Which lines in the data contain the word "Dropping"? Please copy each of them.

_ _ _ _ _

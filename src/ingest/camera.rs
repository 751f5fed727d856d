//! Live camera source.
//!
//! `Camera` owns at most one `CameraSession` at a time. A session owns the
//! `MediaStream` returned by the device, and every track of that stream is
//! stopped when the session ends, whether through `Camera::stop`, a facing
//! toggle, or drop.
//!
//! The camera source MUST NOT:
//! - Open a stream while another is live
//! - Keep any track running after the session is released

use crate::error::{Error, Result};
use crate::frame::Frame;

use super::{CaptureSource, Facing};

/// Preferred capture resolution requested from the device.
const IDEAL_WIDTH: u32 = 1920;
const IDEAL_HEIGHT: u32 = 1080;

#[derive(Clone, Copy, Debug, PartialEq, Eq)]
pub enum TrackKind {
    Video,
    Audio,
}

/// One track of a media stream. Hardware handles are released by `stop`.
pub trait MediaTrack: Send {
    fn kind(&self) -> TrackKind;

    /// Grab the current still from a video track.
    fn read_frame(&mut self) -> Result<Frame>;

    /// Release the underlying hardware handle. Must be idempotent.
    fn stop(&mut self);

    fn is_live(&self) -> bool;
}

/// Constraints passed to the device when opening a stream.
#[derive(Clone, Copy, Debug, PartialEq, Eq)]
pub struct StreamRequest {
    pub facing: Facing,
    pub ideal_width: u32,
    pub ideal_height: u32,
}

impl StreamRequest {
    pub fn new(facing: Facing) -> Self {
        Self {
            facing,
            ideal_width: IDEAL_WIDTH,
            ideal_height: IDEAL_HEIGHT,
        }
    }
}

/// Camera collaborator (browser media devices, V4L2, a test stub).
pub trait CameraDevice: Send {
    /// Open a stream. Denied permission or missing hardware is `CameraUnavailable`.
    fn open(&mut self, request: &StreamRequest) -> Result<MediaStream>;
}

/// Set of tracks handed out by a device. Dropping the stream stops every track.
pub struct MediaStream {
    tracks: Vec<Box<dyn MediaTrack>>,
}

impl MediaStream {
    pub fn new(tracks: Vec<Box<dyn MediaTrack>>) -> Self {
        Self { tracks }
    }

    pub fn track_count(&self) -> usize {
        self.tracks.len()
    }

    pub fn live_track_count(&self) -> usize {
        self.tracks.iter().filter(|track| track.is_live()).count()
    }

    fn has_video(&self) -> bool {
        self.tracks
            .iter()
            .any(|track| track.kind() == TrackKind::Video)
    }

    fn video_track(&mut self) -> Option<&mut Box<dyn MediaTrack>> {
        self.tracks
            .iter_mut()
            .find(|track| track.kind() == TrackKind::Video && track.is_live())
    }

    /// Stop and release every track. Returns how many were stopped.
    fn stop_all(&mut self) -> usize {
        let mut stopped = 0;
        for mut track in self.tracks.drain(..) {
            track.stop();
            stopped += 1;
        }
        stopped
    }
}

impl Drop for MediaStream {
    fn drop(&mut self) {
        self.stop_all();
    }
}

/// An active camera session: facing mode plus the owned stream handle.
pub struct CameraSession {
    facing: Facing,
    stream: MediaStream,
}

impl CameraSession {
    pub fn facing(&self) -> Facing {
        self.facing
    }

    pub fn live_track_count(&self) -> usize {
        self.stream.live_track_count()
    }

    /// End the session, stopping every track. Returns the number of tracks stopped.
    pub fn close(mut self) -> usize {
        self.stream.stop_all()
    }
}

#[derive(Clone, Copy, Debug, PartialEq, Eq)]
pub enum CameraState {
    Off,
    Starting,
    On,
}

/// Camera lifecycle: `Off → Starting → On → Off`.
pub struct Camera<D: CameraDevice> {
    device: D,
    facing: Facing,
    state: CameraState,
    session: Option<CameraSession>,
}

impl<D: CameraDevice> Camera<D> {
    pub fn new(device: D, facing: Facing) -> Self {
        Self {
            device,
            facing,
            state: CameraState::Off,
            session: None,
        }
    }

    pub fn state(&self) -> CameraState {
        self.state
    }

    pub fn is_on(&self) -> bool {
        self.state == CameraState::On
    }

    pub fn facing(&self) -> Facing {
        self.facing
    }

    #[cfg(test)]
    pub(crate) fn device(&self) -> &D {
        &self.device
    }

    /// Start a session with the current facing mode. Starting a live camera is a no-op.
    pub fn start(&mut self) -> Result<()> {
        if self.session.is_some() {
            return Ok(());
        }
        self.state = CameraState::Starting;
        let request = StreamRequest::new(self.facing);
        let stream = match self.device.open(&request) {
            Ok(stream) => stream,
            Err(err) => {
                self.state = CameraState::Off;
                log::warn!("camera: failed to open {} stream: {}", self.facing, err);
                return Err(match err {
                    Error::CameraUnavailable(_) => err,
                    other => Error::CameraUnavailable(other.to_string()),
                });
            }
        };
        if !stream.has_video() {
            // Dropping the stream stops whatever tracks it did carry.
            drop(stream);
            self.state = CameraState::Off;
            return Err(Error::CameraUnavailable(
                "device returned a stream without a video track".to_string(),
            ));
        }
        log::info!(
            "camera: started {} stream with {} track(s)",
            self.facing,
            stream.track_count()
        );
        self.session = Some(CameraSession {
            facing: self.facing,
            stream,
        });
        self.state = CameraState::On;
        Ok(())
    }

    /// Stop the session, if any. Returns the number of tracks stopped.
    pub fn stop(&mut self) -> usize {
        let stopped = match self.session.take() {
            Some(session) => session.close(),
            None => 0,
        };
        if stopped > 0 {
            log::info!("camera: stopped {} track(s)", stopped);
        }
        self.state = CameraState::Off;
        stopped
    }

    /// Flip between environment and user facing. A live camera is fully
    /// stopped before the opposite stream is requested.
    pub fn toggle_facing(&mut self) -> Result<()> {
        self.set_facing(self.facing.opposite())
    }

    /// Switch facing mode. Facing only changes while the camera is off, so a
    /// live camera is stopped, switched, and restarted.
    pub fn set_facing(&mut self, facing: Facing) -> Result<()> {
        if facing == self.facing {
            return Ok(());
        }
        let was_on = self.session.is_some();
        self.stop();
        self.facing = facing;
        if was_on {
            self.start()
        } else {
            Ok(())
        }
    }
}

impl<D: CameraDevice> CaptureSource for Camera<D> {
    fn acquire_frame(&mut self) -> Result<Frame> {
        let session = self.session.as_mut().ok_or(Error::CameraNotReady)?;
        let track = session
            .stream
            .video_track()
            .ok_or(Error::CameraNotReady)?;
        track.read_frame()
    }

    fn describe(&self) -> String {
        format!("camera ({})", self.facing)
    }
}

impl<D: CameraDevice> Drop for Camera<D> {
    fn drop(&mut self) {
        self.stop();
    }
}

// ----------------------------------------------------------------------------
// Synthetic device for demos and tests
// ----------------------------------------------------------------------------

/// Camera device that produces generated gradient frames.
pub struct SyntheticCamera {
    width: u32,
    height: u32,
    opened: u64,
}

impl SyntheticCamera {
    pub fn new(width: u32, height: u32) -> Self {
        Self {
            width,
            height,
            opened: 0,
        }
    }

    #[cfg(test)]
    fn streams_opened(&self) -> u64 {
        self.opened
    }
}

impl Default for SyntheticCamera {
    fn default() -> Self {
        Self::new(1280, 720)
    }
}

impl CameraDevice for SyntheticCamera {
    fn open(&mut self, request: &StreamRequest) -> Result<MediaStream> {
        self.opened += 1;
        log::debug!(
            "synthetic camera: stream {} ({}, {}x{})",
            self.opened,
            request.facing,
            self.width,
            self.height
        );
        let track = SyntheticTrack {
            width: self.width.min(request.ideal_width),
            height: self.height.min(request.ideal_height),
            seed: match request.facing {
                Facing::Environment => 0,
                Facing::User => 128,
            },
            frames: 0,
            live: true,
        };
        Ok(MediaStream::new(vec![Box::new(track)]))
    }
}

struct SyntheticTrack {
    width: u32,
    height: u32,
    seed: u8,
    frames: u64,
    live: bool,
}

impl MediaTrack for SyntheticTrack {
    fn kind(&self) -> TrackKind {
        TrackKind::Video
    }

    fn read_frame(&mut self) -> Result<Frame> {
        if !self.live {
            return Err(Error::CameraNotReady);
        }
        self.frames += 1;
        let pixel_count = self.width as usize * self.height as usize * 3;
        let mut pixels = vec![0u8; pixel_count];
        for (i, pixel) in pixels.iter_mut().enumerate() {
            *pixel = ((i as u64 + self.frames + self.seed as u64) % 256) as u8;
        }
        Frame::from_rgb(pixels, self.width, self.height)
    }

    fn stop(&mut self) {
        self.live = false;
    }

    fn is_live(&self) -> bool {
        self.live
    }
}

_ _ _ _ _

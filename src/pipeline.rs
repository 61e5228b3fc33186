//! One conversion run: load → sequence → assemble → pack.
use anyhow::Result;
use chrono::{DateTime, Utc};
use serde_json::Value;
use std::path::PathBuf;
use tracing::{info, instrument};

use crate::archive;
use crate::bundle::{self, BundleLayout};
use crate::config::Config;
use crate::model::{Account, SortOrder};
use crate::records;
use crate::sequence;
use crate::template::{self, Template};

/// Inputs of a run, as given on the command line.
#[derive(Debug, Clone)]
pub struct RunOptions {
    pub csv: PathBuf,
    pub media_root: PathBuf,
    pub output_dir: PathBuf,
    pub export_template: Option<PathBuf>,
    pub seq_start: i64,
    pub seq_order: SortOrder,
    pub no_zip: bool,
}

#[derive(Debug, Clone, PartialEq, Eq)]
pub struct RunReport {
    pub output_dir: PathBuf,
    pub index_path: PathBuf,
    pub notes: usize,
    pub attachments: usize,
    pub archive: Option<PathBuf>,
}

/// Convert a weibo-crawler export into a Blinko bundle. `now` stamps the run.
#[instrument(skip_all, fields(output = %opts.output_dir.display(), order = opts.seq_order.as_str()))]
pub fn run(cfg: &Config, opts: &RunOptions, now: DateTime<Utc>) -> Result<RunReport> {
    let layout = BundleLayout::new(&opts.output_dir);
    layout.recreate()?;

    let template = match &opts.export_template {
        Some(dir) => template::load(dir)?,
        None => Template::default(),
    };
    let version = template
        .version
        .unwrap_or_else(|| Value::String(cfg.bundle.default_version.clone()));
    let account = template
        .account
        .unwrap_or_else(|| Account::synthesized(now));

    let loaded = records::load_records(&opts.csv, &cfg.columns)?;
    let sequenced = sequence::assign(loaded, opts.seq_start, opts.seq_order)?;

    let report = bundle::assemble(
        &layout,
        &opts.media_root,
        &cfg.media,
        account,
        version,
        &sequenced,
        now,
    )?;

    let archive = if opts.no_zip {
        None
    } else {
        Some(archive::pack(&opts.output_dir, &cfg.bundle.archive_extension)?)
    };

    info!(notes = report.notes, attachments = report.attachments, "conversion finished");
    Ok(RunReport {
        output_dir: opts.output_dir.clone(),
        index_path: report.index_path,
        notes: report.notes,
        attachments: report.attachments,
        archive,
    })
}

_ _ _ _ _

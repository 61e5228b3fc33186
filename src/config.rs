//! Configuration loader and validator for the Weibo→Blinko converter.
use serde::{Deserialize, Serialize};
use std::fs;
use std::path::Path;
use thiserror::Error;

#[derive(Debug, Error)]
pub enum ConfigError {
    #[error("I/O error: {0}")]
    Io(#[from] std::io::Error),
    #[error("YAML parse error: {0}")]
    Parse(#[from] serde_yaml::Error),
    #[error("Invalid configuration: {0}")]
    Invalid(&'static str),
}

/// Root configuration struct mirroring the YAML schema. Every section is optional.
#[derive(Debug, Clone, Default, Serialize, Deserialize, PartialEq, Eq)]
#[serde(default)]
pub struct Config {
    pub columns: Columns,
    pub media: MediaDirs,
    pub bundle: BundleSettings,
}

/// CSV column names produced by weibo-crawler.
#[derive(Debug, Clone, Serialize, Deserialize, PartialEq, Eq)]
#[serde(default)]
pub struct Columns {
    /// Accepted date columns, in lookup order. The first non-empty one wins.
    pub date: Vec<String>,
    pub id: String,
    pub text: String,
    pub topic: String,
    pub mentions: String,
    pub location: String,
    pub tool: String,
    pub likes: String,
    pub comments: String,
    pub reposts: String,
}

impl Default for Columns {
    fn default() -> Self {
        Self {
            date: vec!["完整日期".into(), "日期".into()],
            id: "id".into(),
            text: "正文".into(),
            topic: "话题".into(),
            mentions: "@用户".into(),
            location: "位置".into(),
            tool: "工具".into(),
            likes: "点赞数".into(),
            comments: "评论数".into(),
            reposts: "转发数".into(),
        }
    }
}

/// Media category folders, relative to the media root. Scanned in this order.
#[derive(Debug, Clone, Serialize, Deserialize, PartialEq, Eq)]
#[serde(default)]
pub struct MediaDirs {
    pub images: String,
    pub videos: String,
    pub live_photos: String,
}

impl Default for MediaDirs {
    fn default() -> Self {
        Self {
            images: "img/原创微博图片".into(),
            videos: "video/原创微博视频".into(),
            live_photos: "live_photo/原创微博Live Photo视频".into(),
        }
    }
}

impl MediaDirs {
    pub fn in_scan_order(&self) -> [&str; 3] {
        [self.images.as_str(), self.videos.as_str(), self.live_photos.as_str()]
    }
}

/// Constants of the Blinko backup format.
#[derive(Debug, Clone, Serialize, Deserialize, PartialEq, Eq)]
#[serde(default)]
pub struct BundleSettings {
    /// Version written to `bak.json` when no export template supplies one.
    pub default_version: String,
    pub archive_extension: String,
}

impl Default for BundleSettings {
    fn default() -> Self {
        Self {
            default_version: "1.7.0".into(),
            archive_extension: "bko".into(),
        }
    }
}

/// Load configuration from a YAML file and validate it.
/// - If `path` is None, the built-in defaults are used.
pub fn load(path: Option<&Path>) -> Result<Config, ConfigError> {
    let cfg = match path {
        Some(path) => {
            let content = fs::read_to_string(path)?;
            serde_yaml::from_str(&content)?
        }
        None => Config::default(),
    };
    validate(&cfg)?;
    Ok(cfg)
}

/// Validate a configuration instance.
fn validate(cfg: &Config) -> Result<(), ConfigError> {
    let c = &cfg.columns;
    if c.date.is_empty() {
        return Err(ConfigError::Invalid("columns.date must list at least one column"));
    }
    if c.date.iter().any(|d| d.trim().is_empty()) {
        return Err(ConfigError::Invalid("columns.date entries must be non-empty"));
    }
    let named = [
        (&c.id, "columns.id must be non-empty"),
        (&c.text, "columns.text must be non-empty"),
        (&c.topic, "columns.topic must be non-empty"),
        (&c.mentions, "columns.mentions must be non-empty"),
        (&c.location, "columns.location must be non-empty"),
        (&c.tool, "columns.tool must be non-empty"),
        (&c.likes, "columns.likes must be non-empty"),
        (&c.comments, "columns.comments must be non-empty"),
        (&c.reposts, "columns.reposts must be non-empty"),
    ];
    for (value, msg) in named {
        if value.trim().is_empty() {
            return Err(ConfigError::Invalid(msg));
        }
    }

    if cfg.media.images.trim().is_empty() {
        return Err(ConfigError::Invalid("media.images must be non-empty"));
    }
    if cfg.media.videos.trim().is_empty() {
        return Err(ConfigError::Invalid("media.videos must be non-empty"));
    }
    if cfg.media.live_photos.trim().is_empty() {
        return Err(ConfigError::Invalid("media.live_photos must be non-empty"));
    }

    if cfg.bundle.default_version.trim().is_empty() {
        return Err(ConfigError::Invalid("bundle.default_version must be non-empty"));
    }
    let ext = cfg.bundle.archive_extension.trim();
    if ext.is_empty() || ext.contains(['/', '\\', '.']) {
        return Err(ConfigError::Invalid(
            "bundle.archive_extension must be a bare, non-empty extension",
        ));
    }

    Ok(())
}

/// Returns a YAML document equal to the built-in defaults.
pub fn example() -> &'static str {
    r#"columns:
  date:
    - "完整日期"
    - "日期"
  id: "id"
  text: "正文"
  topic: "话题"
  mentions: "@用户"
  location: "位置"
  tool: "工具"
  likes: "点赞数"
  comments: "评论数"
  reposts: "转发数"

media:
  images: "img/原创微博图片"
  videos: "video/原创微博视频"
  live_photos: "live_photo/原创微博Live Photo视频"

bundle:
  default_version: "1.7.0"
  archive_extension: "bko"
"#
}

_ _ _ _ _

▶ **Expected answer**
/// Set of tracks handed out by a device. Dropping the stream stops every track.
            // Dropping the stream stops whatever tracks it did carry.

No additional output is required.